## Task
Using the listing below, set down each line from the line containing "Buckets older than" through the line containing "fn prune(&mut self, cutoff: DateTime<Utc>)", both ends included, exactly and with nothing added.

## Supplied entries
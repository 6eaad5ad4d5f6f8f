//! Submission rate limiting, per client IP and per link token.
//!
//! Each key owns a sliding window aggregated into one-minute buckets. An IP
//! that reaches its hourly cap is additionally blocked for a fixed period,
//! independent of the window draining. State is in memory only and resets on
//! restart.
//!
//! Every method takes `now` explicitly so window behaviour is deterministic
//! under test.

use std::collections::BTreeMap;

use chrono::{DateTime, TimeDelta, Utc};
use dashmap::DashMap;
use tracing::{debug, warn};

use parish_core::link::token_prefix;

/// Decision and bookkeeping interface used by the intake gate. Swappable for
/// a shared external counter without touching the gate.
pub trait RateLimiter: Send + Sync {
  fn is_ip_allowed(&self, ip: &str, now: DateTime<Utc>) -> bool;
  fn is_token_allowed(&self, token: &str, now: DateTime<Utc>) -> bool;
  fn record_ip_submission(&self, ip: &str, now: DateTime<Utc>);
  fn record_token_submission(&self, token: &str, now: DateTime<Utc>);
  fn remaining_for_ip(&self, ip: &str, now: DateTime<Utc>) -> u32;
  fn remaining_for_token(&self, token: &str, now: DateTime<Utc>) -> u32;
  /// Drop expired blocks and windows with no recent activity.
  fn cleanup(&self, now: DateTime<Utc>);
}

// ─── Configuration ───────────────────────────────────────────────────────────

#[derive(Debug, Clone)]
pub struct RateLimitConfig {
  pub max_per_ip:      u32,
  pub ip_window:       TimeDelta,
  /// How long an IP stays blocked once it reaches `max_per_ip`.
  pub ip_block:        TimeDelta,
  pub max_per_token:   u32,
  pub token_window:    TimeDelta,
  /// Buckets older than these are purged by [`RateLimiter::cleanup`].
  pub ip_retention:    TimeDelta,
  pub token_retention: TimeDelta,
}

impl Default for RateLimitConfig {
  fn default() -> Self {
    Self {
      max_per_ip:      5,
      ip_window:       TimeDelta::hours(1),
      ip_block:        TimeDelta::minutes(30),
      max_per_token:   10,
      token_window:    TimeDelta::hours(24),
      ip_retention:    TimeDelta::hours(2),
      token_retention: TimeDelta::hours(48),
    }
  }
}

// ─── Window ──────────────────────────────────────────────────────────────────

/// Submission counts keyed by minute since the epoch.
#[derive(Debug, Default)]
struct Window {
  buckets: BTreeMap<i64, u32>,
}

impl Window {
  fn minute(at: DateTime<Utc>) -> i64 { at.timestamp().div_euclid(60) }

  fn record(&mut self, now: DateTime<Utc>) {
    *self.buckets.entry(Self::minute(now)).or_default() += 1;
  }

  /// Forget buckets that started before `cutoff`.
  fn prune(&mut self, cutoff: DateTime<Utc>) {
    let cutoff = cutoff.timestamp();
    self.buckets.retain(|&minute, _| minute * 60 >= cutoff);
  }

  fn count(&self) -> u32 { self.buckets.values().sum() }

  fn is_empty(&self) -> bool { self.buckets.is_empty() }
}

// ─── In-memory limiter ───────────────────────────────────────────────────────

#[derive(Debug, Default)]
pub struct InMemoryRateLimiter {
  config:  RateLimitConfig,
  ips:     DashMap<String, Window>,
  tokens:  DashMap<String, Window>,
  blocked: DashMap<String, DateTime<Utc>>,
}

impl InMemoryRateLimiter {
  pub fn new(config: RateLimitConfig) -> Self {
    Self { config, ..Default::default() }
  }

  /// The block expiry for `ip`, if one is still in force. Expired blocks are
  /// removed as a side effect.
  fn active_block(&self, ip: &str, now: DateTime<Utc>) -> Option<DateTime<Utc>> {
    let until = self.blocked.get(ip).map(|entry| *entry)?;
    if now < until {
      Some(until)
    } else {
      self.blocked.remove(ip);
      None
    }
  }

  fn recent(
    map: &DashMap<String, Window>,
    key: &str,
    cutoff: DateTime<Utc>,
  ) -> u32 {
    match map.get_mut(key) {
      Some(mut window) => {
        window.prune(cutoff);
        window.count()
      }
      None => 0,
    }
  }

  pub fn tracked_ips(&self) -> usize { self.ips.len() }

  pub fn tracked_tokens(&self) -> usize { self.tokens.len() }
}

impl RateLimiter for InMemoryRateLimiter {
  fn is_ip_allowed(&self, ip: &str, now: DateTime<Utc>) -> bool {
    if ip.is_empty() {
      warn!("empty client address in rate limit check");
      return false;
    }
    if let Some(until) = self.active_block(ip, now) {
      warn!(ip, %until, "blocked address attempted submission");
      return false;
    }
    Self::recent(&self.ips, ip, now - self.config.ip_window)
      < self.config.max_per_ip
  }

  fn is_token_allowed(&self, token: &str, now: DateTime<Utc>) -> bool {
    if token.is_empty() {
      return false;
    }
    Self::recent(&self.tokens, token, now - self.config.token_window)
      < self.config.max_per_token
  }

  fn record_ip_submission(&self, ip: &str, now: DateTime<Utc>) {
    if ip.is_empty() {
      return;
    }
    let count = {
      let mut window = self.ips.entry(ip.to_owned()).or_default();
      window.prune(now - self.config.ip_window);
      window.record(now);
      window.count()
    };
    if count >= self.config.max_per_ip {
      let until = now + self.config.ip_block;
      self.blocked.insert(ip.to_owned(), until);
      warn!(ip, %until, "address blocked for exceeding rate limit");
    }
    debug!(ip, count, "recorded submission from address");
  }

  fn record_token_submission(&self, token: &str, now: DateTime<Utc>) {
    if token.is_empty() {
      return;
    }
    let count = {
      let mut window = self.tokens.entry(token.to_owned()).or_default();
      window.prune(now - self.config.token_window);
      window.record(now);
      window.count()
    };
    debug!(token = token_prefix(token), count, "recorded submission for link");
  }

  fn remaining_for_ip(&self, ip: &str, now: DateTime<Utc>) -> u32 {
    if ip.is_empty() || self.active_block(ip, now).is_some() {
      return 0;
    }
    let used = Self::recent(&self.ips, ip, now - self.config.ip_window);
    self.config.max_per_ip.saturating_sub(used)
  }

  fn remaining_for_token(&self, token: &str, now: DateTime<Utc>) -> u32 {
    if token.is_empty() {
      return 0;
    }
    let used = Self::recent(&self.tokens, token, now - self.config.token_window);
    self.config.max_per_token.saturating_sub(used)
  }

  fn cleanup(&self, now: DateTime<Utc>) {
    self.blocked.retain(|_, until| now < *until);

    let ip_cutoff = now - self.config.ip_retention;
    self.ips.retain(|_, window| {
      window.prune(ip_cutoff);
      !window.is_empty()
    });

    let token_cutoff = now - self.config.token_retention;
    self.tokens.retain(|_, window| {
      window.prune(token_cutoff);
      !window.is_empty()
    });

    debug!(
      ips = self.ips.len(),
      tokens = self.tokens.len(),
      blocked = self.blocked.len(),
      "rate limit cleanup complete"
    );
  }
}
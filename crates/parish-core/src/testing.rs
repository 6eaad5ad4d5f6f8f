//! An in-memory `GraphTx` for unit tests.

use std::collections::BTreeMap;

use crate::{
  Error,
  parishioner::{Household, NewHousehold, NewParishioner, Parishioner},
  store::GraphTx,
  submission::{Submission, SubmissionStatus},
};

#[derive(Debug, Default)]
pub struct MemoryGraph {
  pub parishioners: BTreeMap<i64, Parishioner>,
  pub households:   BTreeMap<i64, Household>,
  pub submissions:  BTreeMap<i64, Submission>,
  last_id:          i64,
}

impl MemoryGraph {
  pub fn next_id(&mut self) -> i64 {
    self.last_id += 1;
    self.last_id
  }

  pub fn add(&mut self, p: Parishioner) -> i64 {
    let id = p.id;
    self.last_id = self.last_id.max(id);
    self.parishioners.insert(id, p);
    id
  }

  pub fn put_submission(&mut self, s: Submission) {
    self.last_id = self.last_id.max(s.id);
    self.submissions.insert(s.id, s);
  }

  /// A parishioner with its derived godchildren lists.
  pub fn get(&self, id: i64) -> Parishioner {
    self.derived(id).expect("parishioner exists")
  }

  fn derived(&self, id: i64) -> Option<Parishioner> {
    let mut p = self.parishioners.get(&id)?.clone();
    let others = self.parishioners.values();
    p.godchildren_as_godfather = others
      .clone()
      .filter(|c| c.godfather_id == Some(id))
      .map(|c| c.id)
      .collect();
    p.godchildren_as_godmother = others
      .filter(|c| c.godmother_id == Some(id))
      .map(|c| c.id)
      .collect();
    Some(p)
  }
}

impl GraphTx for MemoryGraph {
  type Error = Error;

  fn submission(&mut self, id: i64) -> Result<Option<Submission>, Error> {
    Ok(self.submissions.get(&id).cloned())
  }

  fn approved_waiting_on(&mut self, id: i64) -> Result<Vec<Submission>, Error> {
    Ok(
      self
        .submissions
        .values()
        .filter(|s| {
          s.status == SubmissionStatus::Approved
            && s.pending_spouse_submission_id == Some(id)
        })
        .cloned()
        .collect(),
    )
  }

  fn save_submission(&mut self, submission: &Submission) -> Result<(), Error> {
    self.submissions.insert(submission.id, submission.clone());
    Ok(())
  }

  fn parishioner(&mut self, id: i64) -> Result<Option<Parishioner>, Error> {
    Ok(self.derived(id))
  }

  fn insert_parishioner(
    &mut self,
    input: NewParishioner,
  ) -> Result<Parishioner, Error> {
    let p = input.into_parishioner(self.next_id());
    self.parishioners.insert(p.id, p.clone());
    Ok(p)
  }

  fn save_parishioner(&mut self, parishioner: &Parishioner) -> Result<(), Error> {
    let mut stored = parishioner.clone();
    stored.godchildren_as_godfather.clear();
    stored.godchildren_as_godmother.clear();
    self.parishioners.insert(stored.id, stored);
    Ok(())
  }

  fn household(&mut self, id: i64) -> Result<Option<Household>, Error> {
    Ok(self.households.get(&id).cloned())
  }

  fn insert_household(&mut self, input: NewHousehold) -> Result<Household, Error> {
    let h = Household {
      id:           self.next_id(),
      family_name:  input.family_name,
      address:      input.address,
      city:         input.city,
      zip_code:     input.zip_code,
      phone_number: input.phone_number,
      email:        input.email,
    };
    self.households.insert(h.id, h.clone());
    Ok(h)
  }

  fn save_household(&mut self, household: &Household) -> Result<(), Error> {
    self.households.insert(household.id, household.clone());
    Ok(())
  }
}
impl SubmissionData {
  /// Decode the children list. Malformed JSON yields an empty list rather
  /// than an error so a corrupted row never blocks review.
  pub fn children(&self) -> Vec<ChildEntry> {
    let Some(json) = self.children_json.as_deref().filter(|s| !s.is_empty())
    else {
      return Vec::new();
    };
    match serde_json::from_str(json) {
      Ok(children) => children,
      Err(e) => {
        tracing::debug!(error = %e, "discarding unparseable children list");
        Vec::new()
      }
    }
  }

  pub fn set_children(&mut self, children: &[ChildEntry]) -> Result<()> {
    self.children_json = if children.is_empty() {
      None
    } else {
      Some(serde_json::to_string(children)?)
    };
    Ok(())
  }

  pub fn has_address(&self) -> bool {
    [&self.address, &self.city, &self.zip_code]
      .into_iter()
      .any(|f| f.as_deref().is_some_and(|s| !s.trim().is_empty()))
  }

  pub fn has_inline_spouse(&self) -> bool {
    [&self.spouse_first_name, &self.spouse_last_name]
      .into_iter()
      .any(|f| f.as_deref().is_some_and(|s| !s.is_empty()))
  }
}

// ─── Submission ──────────────────────────────────────────────────────────────

#[derive(Debug, Clone, PartialEq, Eq, Serialize, Deserialize)]
pub struct Submission {
  pub id:                           i64,
  /// The link the submission arrived through.
  pub link_id:                      i64,
  pub submission_type:              SubmissionType,
  pub status:                       SubmissionStatus,
  pub submitted_at:                 DateTime<Utc>,
  pub reviewed_at:                  Option<DateTime<Utc>>,
  pub reviewed_by:                  Option<String>,
  pub review_notes:                 Option<String>,
  pub target_parishioner_id:        Option<i64>,
  pub pending_spouse_submission_id: Option<i64>,
  #[serde(flatten)]
  pub data:                         SubmissionData,
}

impl Submission {
  /// Fail with [`Error::AlreadyProcessed`] unless still pending.
  pub fn ensure_pending(&self) -> Result<()> {
    if self.status.is_terminal() {
      return Err(Error::AlreadyProcessed {
        id:     self.id,
        status: self.status,
      });
    }
    Ok(())
  }

  /// Terminal transition. Callers check [`Self::ensure_pending`] first.
  pub fn mark_reviewed(
    &mut self,
    status: SubmissionStatus,
    reviewer: &str,
    now: DateTime<Utc>,
  ) {
    self.status = status;
    self.reviewed_by = Some(reviewer.to_owned());
    self.reviewed_at = Some(now);
  }
}

/// A screened public submission ready to be persisted as PENDING.
#[derive(Debug, Clone, PartialEq, Eq)]
pub struct NewSubmission {
  pub submission_type: SubmissionType,
  pub data:            SubmissionData,
}

impl NewSubmission {
  pub fn into_submission(
    self,
    id: i64,
    link_id: i64,
    now: DateTime<Utc>,
  ) -> Submission {
    Submission {
      id,
      link_id,
      submission_type: self.submission_type,
      status: SubmissionStatus::Pending,
      submitted_at: now,
      reviewed_at: None,
      reviewed_by: None,
      review_notes: None,
      target_parishioner_id: None,
      pending_spouse_submission_id: None,
      data: self.data,
    }
  }
}

// ─── Validation ──────────────────────────────────────────────────────────────

static EMAIL_SHAPE: LazyLock<Regex> = LazyLock::new(|| {
  Regex::new(r"^[A-Za-z0-9+_.-]+@(.+)$").expect("static regex is valid")
});
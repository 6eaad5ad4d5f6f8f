//! The public intake gate: everything between an anonymous form POST and a
//! PENDING submission record.
//!
//! Checks run in a fixed order and short-circuit on the first failure. The
//! gate never touches storage; callers look up the link, hand it in, and
//! persist whatever [`gate::build_submission`] returns.

pub mod captcha;
pub mod client_ip;
pub mod error;
pub mod gate;
pub mod rate_limit;
pub mod sanitize;

pub use error::{Rejection, Result};
//! Route handlers, grouped by resource.

pub mod links;
pub mod parishioners;
pub mod public;
pub mod review;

## Result of the exercise
  /// Buckets older than these are purged by [`RateLimiter::cleanup`].
  pub ip_retention:    TimeDelta,
  pub token_retention: TimeDelta,
}

impl Default for RateLimitConfig {
  fn default() -> Self {
    Self {
      max_per_ip:      5,
      ip_window:       TimeDelta::hours(1),
      ip_block:        TimeDelta::minutes(30),
      max_per_token:   10,
      token_window:    TimeDelta::hours(24),
      ip_retention:    TimeDelta::hours(2),
      token_retention: TimeDelta::hours(48),
    }
  }
}

// ─── Window ──────────────────────────────────────────────────────────────────

/// Submission counts keyed by minute since the epoch.
#[derive(Debug, Default)]
struct Window {
  buckets: BTreeMap<i64, u32>,
}

impl Window {
  fn minute(at: DateTime<Utc>) -> i64 { at.timestamp().div_euclid(60) }

  fn record(&mut self, now: DateTime<Utc>) {
    *self.buckets.entry(Self::minute(now)).or_default() += 1;
  }

  /// Forget buckets that started before `cutoff`.
  fn prune(&mut self, cutoff: DateTime<Utc>) {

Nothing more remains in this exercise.